Ruth Westheimer (born June 4, 1928) is an American sex therapist, media personality, and author. Best known as Dr. Ruth, the New York Times described her as "a cultural icon in the 1980s. The Sister Wendy of sexuality, she ushered in the new age of freer, franker talk about sex on radio and television—and was endlessly parodied for her limitless enthusiasm and for having an accent only a psychologist could have."[1]

Contents

Biography

Westheimer was born Karola Ruth Siegel in Frankfurt, Germany, the only child of Orthodox Jews, Julius Siegel and Irma Siegel née Hanauer. In January 1939 she was sent to Switzerland by her mother and grandmother after her father was taken by the Nazis.[2][3][4] There she came of age in an orphanage, and stopped receiving her parents' letters in September 1941. In 1945, Westheimer learned that her parents had been killed in the Holocaust, possibly at the Auschwitz concentration camp.[4][3]

Westheimer decided to immigrate to the British Mandate of Palestine. There, at 17, she "first had sexual intercourse on a starry night, in a haystack—without contraception." She later told the New York Times that "I am not happy about that, but I know much better now and so does everyone who listens to my radio program."[4] Westheimer joined the Haganah in Jerusalem.
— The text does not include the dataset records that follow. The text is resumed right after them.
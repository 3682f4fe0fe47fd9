//! Table views for dashboard data display.

use maud::{Markup, html};

use crate::{
    html::{TABLE_CELL_STYLE, TABLE_HEADER_STYLE, TABLE_ROW_STYLE, format_currency},
    statistics::Statistics,
    transaction::Transaction,
};

const STATISTIC_LABEL_STYLE: &str = "text-sm text-gray-500 dark:text-gray-400";
const STATISTIC_VALUE_STYLE: &str = "text-2xl font-semibold text-gray-900 dark:text-white";
const TABLE_CELL_GREEN_STYLE: &str = "text-green-600 dark:text-green-400";
const TABLE_CELL_RED_STYLE: &str = "text-red-600 dark:text-red-400";

/// Renders a table of one page of transactions.
///
/// Shows a single placeholder row when `transactions` is empty.
pub(super) fn transactions_table(transactions: &[Transaction]) -> Markup {
    html! {
        div class="w-full overflow-x-auto rounded-lg shadow" {
            table
                id="transactions-table"
                class="w-full text-sm text-left text-gray-500 dark:text-gray-400"
            {
                thead class=(TABLE_HEADER_STYLE) {
                    tr {
                        th scope="col" class=(TABLE_CELL_STYLE) { "ID" }
                        th scope="col" class=(TABLE_CELL_STYLE) { "Title" }
                        th scope="col" class=(TABLE_CELL_STYLE) { "Description" }
                        th scope="col" class=(TABLE_CELL_STYLE) { "Price" }
                        th scope="col" class=(TABLE_CELL_STYLE) { "Category" }
                        th scope="col" class=(TABLE_CELL_STYLE) { "Sold" }
                        th scope="col" class=(TABLE_CELL_STYLE) { "Image" }
                        th scope="col" class=(TABLE_CELL_STYLE) { "Date of Sale" }
                    }
                }
                tbody {
                    @for transaction in transactions {
                        tr class=(TABLE_ROW_STYLE) data-transaction-id=(transaction.id) {
                            td class=(TABLE_CELL_STYLE) { (transaction.id) }
                            td class={(TABLE_CELL_STYLE) " font-medium text-gray-900 dark:text-white"} {
                                (transaction.title)
                            }
                            td class=(TABLE_CELL_STYLE) { (transaction.description) }
                            td class={(TABLE_CELL_STYLE) " whitespace-nowrap"} {
                                (format_currency(transaction.price))
                            }
                            td class=(TABLE_CELL_STYLE) { (transaction.category) }
                            @if transaction.sold {
                                td class={(TABLE_CELL_STYLE) " " (TABLE_CELL_GREEN_STYLE)} { "Yes" }
                            } @else {
                                td class={(TABLE_CELL_STYLE) " " (TABLE_CELL_RED_STYLE)} { "No" }
                            }
                            td class=(TABLE_CELL_STYLE) {
                                img
                                    src=(transaction.image)
                                    alt=(transaction.title)
                                    class="w-12 h-12 object-contain"
                                    loading="lazy";
                            }
                            td class={(TABLE_CELL_STYLE) " whitespace-nowrap"} {
                                (transaction.formatted_date_of_sale())
                            }
                        }
                    }

                    @if transactions.is_empty() {
                        tr class=(TABLE_ROW_STYLE) {
                            td colspan="8" class={(TABLE_CELL_STYLE) " text-center"} {
                                "No transactions found."
                            }
                        }
                    }
                }
            }
        }
    }
}

/// Renders the sale statistics for a month as three cards.
pub(super) fn statistics_panel(statistics: &Statistics) -> Markup {
    html! {
        section id="statistics" class="w-full grid grid-cols-1 md:grid-cols-3 gap-4 mb-4" {
            div class="p-4 bg-white dark:bg-gray-800 rounded-lg shadow" {
                p class=(STATISTIC_LABEL_STYLE) { "Total Sale" }
                p id="total-sale-amount" class=(STATISTIC_VALUE_STYLE) {
                    (format_currency(statistics.total_sale_amount))
                }
            }
            div class="p-4 bg-white dark:bg-gray-800 rounded-lg shadow" {
                p class=(STATISTIC_LABEL_STYLE) { "Total Sold Items" }
                p id="total-sold-items" class=(STATISTIC_VALUE_STYLE) {
                    (statistics.total_sold_items)
                }
            }
            div class="p-4 bg-white dark:bg-gray-800 rounded-lg shadow" {
                p class=(STATISTIC_LABEL_STYLE) { "Total Not Sold Items" }
                p id="total-not-sold-items" class=(STATISTIC_VALUE_STYLE) {
                    (statistics.total_not_sold_items)
                }
            }
        }
    }
}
Despite her diminutive height (4'7"),[4] she was trained as a scout and sharpshooter.[2] Westheimer was seriously wounded in action by an exploding shell during the Israeli War of Independence in 1948, and it was several months before she was able to walk again.[5][3]

In 1950, Westheimer moved to France, where she studied and then taught psychology at the University of Paris. In 1956, she immigrated to the United States, settling in Washington Heights, Manhattan.[6] She still lives in the "cluttered three-bedroom apartment in Washington Heights where she raised her two children and became famous, in that order," because the two synagogues she belongs to, the YMHA she was president of for three years, and a "still sizable community of German Jewish World War II refugees" remain in the neighborhood.[6] She is multilingual, speaking English, German, French, and Hebrew.

She earned a master's degree in sociology from The New School[7] and an Ed.D. from Teachers College, Columbia University. She completed post-doctoral work in human sexuality at New York-Presbyterian Hospital, training with pioneer sex therapist Helen Singer Kaplan.[3]

Westheimer has written several books on human sexuality, including Dr. Ruth's Encyclopedia of Sex and Sex for Dummies. The full version of Dr. Ruth's Encyclopedia of Sex is currently available online. [8]

Westheimer has given commencement speeches at the Hebrew Union College seminary, Lehman College of the City University of New York, and, in 2004, at Trinity College.[9] She has also taught courses and seminars at Princeton and Yale.[9]

Westheimer was the guest speaker at the Bronx High School of Science in New York in commemoration of Yom HaShoah 2008. She spoke about her life story and the audience of 500 sang "Happy Birthday" in honor of her 80th birthday. At the ceremony she received an honorary Bronx High School of Science degree. In 2008 she was awarded an Honorary Doctorate by Westfield State College.

Westheimer has been married three times. Her third marriage, to Manfred Westheimer, lasted until his death in 1997. She has two children, Miriam and Joel, and several grandchildren.


Media career

Dr. Ruth speaking on October 4, 2007 at Brown University

In 1980 WYNY-FM was NBC Radio's New York City owned-and-operated station. The struggling Adult Contemporary station had recently gone through a makeover in an attempt to build an audience. Part of this rebuild was adding specialized talk shows to the evening and weekend hours. Maurice Tunick was recruited from New York's leading talk station, WOR, where he was talk show producer. As WYNY's Program Coordinator he was responsible for developing new talk shows.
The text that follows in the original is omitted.